IDT Digital Payments and IDT Global proved bright spots, with the Zendit B2B platform accelerating, posting revenue growth exceeding 90% year-over-year. Payment processing accounts rose by 4,600 units year-over-year, reinforcing the company’s market penetration.
Consolidated Results Reflect Strategic Execution
Total company revenue advanced 4.3% year-over-year to $322.8 million from $309.6 million. Income from operations climbed 30.8% to $30.9 million from $23.6 million, demonstrating operating leverage as the higher-margin businesses scaled.
The company maintained its full-year fiscal 2026 adjusted EBITDA guidance of $141 million to $145 million, implying 7%-10% growth versus fiscal 2025. Management indicated it remains well-positioned to achieve this target and will reassess guidance following second-quarter results.

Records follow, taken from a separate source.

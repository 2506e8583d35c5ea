//! ALGOL-0 Code Generator
//!
//! Lowers a [`Program`] to textual LLVM IR in a single pass. Output is
//! written line by line in program order, so the sink only ever sees
//! appends.
//!
//! Register numbering follows evaluation order: a subexpression's
//! operands are lowered before its own result register is taken, and
//! integer literals are used as immediates without consuming a register.
//! Block labels carry a per-construct counter (`whileCond0`, `ifCode3`)
//! that advances only when a construct is actually emitted.

use std::collections::HashSet;
use std::fmt::Display;
use std::fs::File;
use std::io::{self, BufWriter, Write};
use std::path::PathBuf;

use tracing::{debug, info};

use crate::ast::{Expr, Program, Statement, UnaryOp};
use crate::ir::{binary_opcode, Label, Operand, Reg, Slot};
use crate::Result;

/// Runtime helpers and the head of `main`, emitted once per module
pub const PRELUDE: &str = concat!(
    "@.strP = private unnamed_addr constant [4 x i8] c\"%d\\0A\\00\", align 1\n",
    "\n",
    "; Function Attrs: nounwind uwtable\n",
    "define void @println(i32 %x) #0 {\n",
    "\t%1 = alloca i32, align 4\n",
    "\tstore i32 %x, i32* %1, align 4\n",
    "\t%2 = load i32, i32* %1, align 4\n",
    "\t%3 = call i32 (i8*, ...) @printf(i8* getelementptr inbounds ([4 x i8], [4 x i8]* @.strP, i32 0, i32 0), i32 %2)\n",
    "\tret void\n",
    "}\n",
    "\n",
    "declare i32 @printf(i8*, ...) #1\n",
    "\n",
    "declare i32 @getchar()\n",
    "\n",
    "define i32 @readInt() {\n",
    "entry:\n",
    "\t%res = alloca i32\n",
    "\tstore i32 0, i32* %res\n",
    "\n",
    "\t%isNegative = alloca i1\n",
    "\t%number = alloca i32\n",
    "\t%0 = call i32 @getchar()\n",
    "\t\n",
    "\t%1 = icmp eq i32 %0, 45\n",
    "\tstore i1 %1, i1* %isNegative\n",
    "\tbr i1 %1, label %loop, label %firstIteration\n",
    "firstIteration:\n",
    "\t%2 = sub i32 %0, 48\n",
    "\tstore i32 %2, i32* %number\n",
    "\n",
    "\t%3 = icmp sge i32 %2, 0\n",
    "\t%4 = icmp sle i32 %2, 9\n",
    "\t%5 = and i1 %3, %4\n",
    "\tbr i1 %5, label %continue, label %exit\n",
    "loop:\n",
    "\t%6 = call i32 @getchar()\n",
    "\t%7 = sub i32 %6, 48\n",
    "\tstore i32 %7, i32* %number\n",
    "\n",
    "\t%8 = icmp sge i32 %7, 0\n",
    "\t%9 = icmp sle i32 %7, 9\n",
    "\t%10 = and i1 %8, %9\n",
    "\tbr i1 %10, label %continue, label %exit\n",
    "continue:\n",
    "\t%11 = load i32, i32* %res\n",
    "\t%12 = mul i32 %11, 10\n",
    "\t%13 = load i32, i32* %number\n",
    "\t%14 = add i32 %12, %13 \n",
    "\tstore i32 %14, i32* %res\n",
    "\n",
    "\tbr label %loop\n",
    "exit:\n",
    "\n",
    "\t%15 = load i1, i1* %isNegative\n",
    "\tbr i1 %15, label %ifNegative, label %endifNegative\n",
    "\n",
    "ifNegative:\n",
    "\t%16 = load i32, i32* %res\n",
    "\t%17 = mul i32 %16, -1\n",
    "\tstore i32 %17, i32* %res\n",
    "\n",
    "\tbr label %endifNegative\n",
    "endifNegative:\n",
    "\t%18 = load i32, i32* %res\n",
    "\tret i32 %18\n",
    "}\n",
    "\n",
    "\n",
    "define i32 @main() {\n",
    "entry:\n",
);

/// Where generated IR goes
#[derive(Debug, Clone, PartialEq, Eq)]
pub enum Destination {
    Stdout,
    /// Truncated when the compiler is created
    File(PathBuf),
}

/// One compilation session
///
/// Owns the register counter, the per-construct label counters and the
/// set of variables that already have a stack slot. Consumed by
/// [`Compiler::compile`], so a session can never be reused.
pub struct Compiler<W: Write> {
    out: W,
    next_reg: usize,
    if_index: usize,
    while_index: usize,
    for_index: usize,
    variables: HashSet<String>,
}

impl Compiler<Box<dyn Write>> {
    /// Open a destination, truncating a named file up front
    pub fn to_destination(destination: &Destination) -> Result<Self> {
        let out: Box<dyn Write> = match destination {
            Destination::Stdout => Box::new(BufWriter::new(io::stdout())),
            Destination::File(path) => Box::new(BufWriter::new(File::create(path)?)),
        };
        Ok(Compiler::new(out))
    }
}

impl<W: Write> Compiler<W> {
    pub fn new(out: W) -> Self {
        Compiler {
            out,
            next_reg: 0,
            if_index: 0,
            while_index: 0,
            for_index: 0,
            variables: HashSet::new(),
        }
    }

    /// Emit the whole module and hand back the flushed writer
    pub fn compile(mut self, program: &Program) -> Result<W> {
        debug!(statements = program.body.len(), "generating LLVM IR");

        self.emit(PRELUDE)?;
        self.block(&program.body)?;
        self.emit("ret i32 0")?;
        self.emit("}")?;
        self.out.flush()?;

        info!(
            registers = self.next_reg,
            variables = self.variables.len(),
            "generated LLVM IR"
        );
        Ok(self.out)
    }

    fn emit(&mut self, line: impl Display) -> Result<()> {
        writeln!(self.out, "{}", line)?;
        Ok(())
    }

    fn blank(&mut self) -> Result<()> {
        self.emit("")
    }

    fn label(&mut self, label: Label) -> Result<()> {
        self.emit(format_args!("{}:", label))
    }

    fn fresh(&mut self) -> Reg {
        let reg = Reg(self.next_reg);
        self.next_reg += 1;
        reg
    }

    /// Give a variable its stack slot on first reference
    fn declare(&mut self, name: &str) -> Result<()> {
        if self.variables.insert(name.to_string()) {
            self.emit(format_args!("{} = alloca i32", Slot(name)))?;
        }
        Ok(())
    }

    fn block(&mut self, body: &[Statement]) -> Result<()> {
        for statement in body {
            self.statement(statement)?;
            self.blank()?;
        }
        Ok(())
    }

    fn statement(&mut self, statement: &Statement) -> Result<()> {
        match statement {
            Statement::Assign { target, value } => self.assign(&target.name, value),
            Statement::Read(var) => self.read(&var.name),
            Statement::Print(var) => self.print(&var.name),
            Statement::If {
                cond,
                then_body,
                else_body,
                ..
            } => self.if_statement(cond, then_body, else_body.as_deref()),
            Statement::While { cond, body, .. } => self.while_loop(cond, body),
            Statement::For {
                var,
                from,
                by,
                to,
                body,
            } => self.for_loop(&var.name, from, by, to, body),
        }
    }

    fn assign(&mut self, name: &str, value: &Expr) -> Result<()> {
        self.declare(name)?;
        let value = self.operand(value)?;
        self.emit(format_args!("store i32 {}, i32* {}", value, Slot(name)))
    }

    fn read(&mut self, name: &str) -> Result<()> {
        self.declare(name)?;
        let reg = self.fresh();
        self.emit(format_args!("{} = call i32 @readInt()", reg))?;
        self.emit(format_args!("store i32 {}, i32* {}", reg, Slot(name)))
    }

    fn print(&mut self, name: &str) -> Result<()> {
        let reg = self.load(name)?;
        self.emit(format_args!("call void @println(i32 {})", reg))
    }

    fn load(&mut self, name: &str) -> Result<Reg> {
        let reg = self.fresh();
        self.emit(format_args!("{} = load i32, i32* {}", reg, Slot(name)))?;
        Ok(reg)
    }

    fn if_statement(
        &mut self,
        cond: &Expr,
        then_body: &[Statement],
        else_body: Option<&[Statement]>,
    ) -> Result<()> {
        if then_body.is_empty() && else_body.map_or(true, <[Statement]>::is_empty) {
            debug!("eliding if with empty arms");
            return Ok(());
        }
        let index = self.if_index;
        self.if_index += 1;

        let then_label = Label::if_code(index);
        let end_label = Label::end_if(index);
        let false_label = if else_body.is_some() {
            Label::else_code(index)
        } else {
            end_label
        };

        let cond = self.operand(cond)?;
        self.emit(format_args!(
            "\nbr i1 {}, {}, {}",
            cond,
            then_label.target(),
            false_label.target()
        ))?;

        self.label(then_label)?;
        self.block(then_body)?;
        self.emit(format_args!("br {}", end_label.target()))?;

        if let Some(else_body) = else_body {
            self.label(false_label)?;
            self.block(else_body)?;
            self.emit(format_args!("br {}", end_label.target()))?;
        }

        self.label(end_label)
    }

    fn while_loop(&mut self, cond: &Expr, body: &[Statement]) -> Result<()> {
        if body.is_empty() {
            debug!("eliding while with empty body");
            return Ok(());
        }
        let index = self.while_index;
        self.while_index += 1;

        let cond_label = Label::while_cond(index);
        let body_label = Label::while_code(index);
        let end_label = Label::end_while(index);

        self.emit(format_args!("br {}", cond_label.target()))?;
        self.label(cond_label)?;
        let cond = self.operand(cond)?;
        self.emit(format_args!(
            "\nbr i1 {}, {}, {}",
            cond,
            body_label.target(),
            end_label.target()
        ))?;

        self.label(body_label)?;
        self.block(body)?;
        self.emit(format_args!("br {}", cond_label.target()))?;
        self.label(end_label)
    }

    /// `for v from a by b to c` loops while `v < c`
    ///
    /// The step is added to the value loaded for the bound check at the top
    /// of the iteration.
    fn for_loop(
        &mut self,
        var: &str,
        from: &Expr,
        by: &Expr,
        to: &Expr,
        body: &[Statement],
    ) -> Result<()> {
        if body.is_empty() {
            debug!(var, "eliding for with empty body");
            return Ok(());
        }
        let index = self.for_index;
        self.for_index += 1;

        let cond_label = Label::for_cond(index);
        let body_label = Label::for_code(index);
        let end_label = Label::end_for(index);

        self.assign(var, from)?;
        self.emit(format_args!("br {}", cond_label.target()))?;

        self.label(cond_label)?;
        let current = self.load(var)?;
        let bound = self.operand(to)?;
        let cond = self.fresh();
        self.emit(format_args!("{} = icmp slt i32 {}, {}", cond, current, bound))?;
        self.emit(format_args!(
            "\nbr i1 {}, {}, {}",
            cond,
            body_label.target(),
            end_label.target()
        ))?;

        self.label(body_label)?;
        self.block(body)?;
        let step = self.operand(by)?;
        let next = self.fresh();
        self.emit(format_args!("{} = add i32 {}, {}", next, current, step))?;
        self.emit(format_args!("store i32 {}, i32* {}", next, Slot(var)))?;
        self.emit(format_args!("br {}", cond_label.target()))?;
        self.label(end_label)
    }

    /// Lower an expression to the operand holding its value
    fn operand(&mut self, expr: &Expr) -> Result<Operand> {
        match expr {
            Expr::IntLit(value) => Ok(Operand::Imm(*value)),
            Expr::Var(id) => self.load(&id.name).map(Operand::from),
            Expr::Binary { left, op, right } => {
                let left = self.operand(left)?;
                let right = self.operand(right)?;
                let (opcode, ty) = binary_opcode(*op);
                let dest = self.fresh();
                self.emit(format_args!("{} = {} {} {}, {}", dest, opcode, ty, left, right))?;
                Ok(dest.into())
            }
            Expr::Unary { op, operand } => {
                let operand = self.operand(operand)?;
                let dest = self.fresh();
                match op {
                    UnaryOp::Not => self.emit(format_args!("{} = sub i1 1, {}", dest, operand))?,
                    UnaryOp::Neg => self.emit(format_args!("{} = sub i32 0, {}", dest, operand))?,
                }
                Ok(dest.into())
            }
        }
    }
}

/// Compile a program to an in-memory IR string
pub fn generate(program: &Program) -> Result<String> {
    let bytes = Compiler::new(Vec::new()).compile(program)?;
    Ok(String::from_utf8_lossy(&bytes).into_owned())
}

Market Context and Corporate Actions
While shares have retreated 2.1% since earnings release—underperforming the S&P 500’s 0.2% decline—the pullback may reflect profit-taking rather than fundamental concerns, given the company’s operational strength. Over the past month, IDT shares are down 6.3% while the broad market has risen 0.4%, a divergence that may correct as investors digest the company’s growth acceleration.
The Delaware Supreme Court recently affirmed dismissal of Straight Path class action claims against IDT, resolving the litigation favorably. The company repurchased 158,000 shares for $7.6 million during the quarter and declared a quarterly dividend of $0.06 per share, payable December 23, 2025.
Capital expenditures increased 10.3% year-over-year to $5.8 million from $5.3 million, supporting infrastructure investments aligned with growth initiatives. Operating cash flow was temporarily pressured by working-capital timing related to quarter-end prefunding requirements for BOSS Money, though this represents a timing issue rather than a fundamental concern.